Source:
https://scmp.com/article/667815/obamas-soft-power-may-be-hard-beijing-swallow

Obama's soft power may be hard for Beijing to swallow

Mainland television viewers eager to tune into United States President Barack Obama's inauguration speech didn't quite get the full picture. When Mr Obama praised earlier generations of Americans who 'faced down fascism and communism', state-controlled China Central Television cut away to the studio.

Similarly, the president's remarks about 'those who cling to power through corruption and deceit and the silencing of dissent' were omitted from transcripts of the speech published on prominent mainland websites.

Yet while the rest of the world snickered at the comic insecurity of Beijing officialdom, it is likely that many who laughed failed to appreciate the real joke. The mainland's censors got it wrong: it wasn't Mr Obama's comments about communism or tyrannical rulers that threaten to make life difficult for the communist party, but his hint that his administration stands ready to circumscribe the unfettered operation of free markets.

To be fair, the hint was a subtle one. All Mr Obama said was that 'without a watchful eye, the market can spin out of control', and at the time he was talking about the US financial crisis, not relations with China. Even so, the implications for China's economy could be heavy.

During his election campaign, Mr Obama repeatedly criticised US companies for shifting their manufacturing to cheaper jurisdictions offshore, talking about laid-off US factory workers forced to watch helplessly as their old assembly lines are 'unbolted and shipped off to China'.

At the time, many seasoned observers dismissed this as empty electioneering. But Mr Obama has not changed his tune since his November victory. On Monday, just one day before his inauguration, he again vowed to protect American jobs from being shipped overseas.

Despite these pledges, Mr Obama is not going to try and defend US manufacturing jobs by slapping blanket tariffs on Chinese imports. That would only initiate a destructive trade war that would benefit no one.

What he may do, however, is call for goods imported to the US to meet basic labour and environmental standards.

Such requirements could impose a heavy burden on producers in China, rendering US manufacturers more competitive. A 2004 study for the US Bureau of Labour Statistics found that the average cost of employing a manufacturing worker in China was just 3 per cent of the cost in the US (see the first chart below). Even allowing for the steep rise in mainland wages since then and the differential in purchasing power, today it would still cost roughly eight times more to employ an American than a Chinese worker.

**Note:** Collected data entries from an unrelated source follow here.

//! Ranking model trait and the order-preserving fallback.
//!
//! The `Model` trait abstracts over relevance ranking. Implementations:
//! - `UnigramModel`: learned per-token weights, trained from client feedback
//! - `PassthroughModel`: keeps upstream order, learns nothing

use std::sync::atomic::{AtomicU64, Ordering};

use async_trait::async_trait;
use serde_json::json;

use rankrelay_core::{Choices, Labels, Query, Ranks, Result, StatusMap};

/// A ranking model: scores choices against a query and learns from
/// client feedback.
#[async_trait]
pub trait Model: Send + Sync {
    /// Component name used in call tracking and status reports.
    fn name(&self) -> &'static str;

    /// Score each choice against the query. Returns one rank per choice,
    /// index-aligned, higher meaning more relevant.
    async fn rank(&self, query: &Query, choices: &Choices) -> Result<Ranks>;

    /// Adjust the model from labeled feedback. `labels` is index-aligned
    /// with `choices`.
    async fn train(&self, query: &Query, choices: &Choices, labels: &Labels) -> Result<()>;

    /// Append this component's status fragment.
    fn chain_state(&self, state: StatusMap) -> StatusMap;
}

/// Model that preserves the upstream order and learns nothing.
#[derive(Default)]
pub struct PassthroughModel {
    trainings: AtomicU64,
}

impl PassthroughModel {
    pub fn new() -> Self {
        Self::default()
    }
}

#[async_trait]
impl Model for PassthroughModel {
    fn name(&self) -> &'static str {
        "PassthroughModel"
    }

    async fn rank(&self, _query: &Query, choices: &Choices) -> Result<Ranks> {
        let n = choices.len();
        Ok((0..n).map(|i| (n - i) as f32 / n as f32).collect())
    }

    async fn train(&self, _query: &Query, _choices: &Choices, _labels: &Labels) -> Result<()> {
        self.trainings.fetch_add(1, Ordering::Relaxed);
        Ok(())
    }

    fn chain_state(&self, mut state: StatusMap) -> StatusMap {
        state.insert(
            self.name().to_string(),
            json!({ "trainings": self.trainings.load(Ordering::Relaxed) }),
        );
        state
    }
}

Similarly, a 2006 study by the University of California-Irvine found US industrial companies typically spend 10 times more of their revenues on environmental compliance than their Chinese counterparts (see the second chart).

Restricting free trade by tightening labour and environmental standards on imports would be popular in the US. What the mainland's leaders haven't bargained for, however, is that could just prove popular in China, too.

Mr Obama is a consummate campaigner. In the run-up to his election, he employed a dazzling array of techniques that harnessed the social networking capabilities of the internet to mobilise grass-roots support. With Mr Obama now in office, those same techniques are about to be deployed in support of US foreign policy in an innovative exercise in the use of soft power.

The most obvious arena for this type of public diplomacy is in the Middle East. But there is no reason why similar techniques should not be used in support of US trade policy in Asia, with Washington using the internet to bypass foreign governments in an attempt directly to persuade Asian populations that tighter labour and environmental standards are in their own interest.

No doubt Beijing would try to counter any such move. But given the highly diffuse nature of social networking and its proven effectiveness, blocking a campaign could prove a lot harder than censoring Mr Obama's inauguration speech.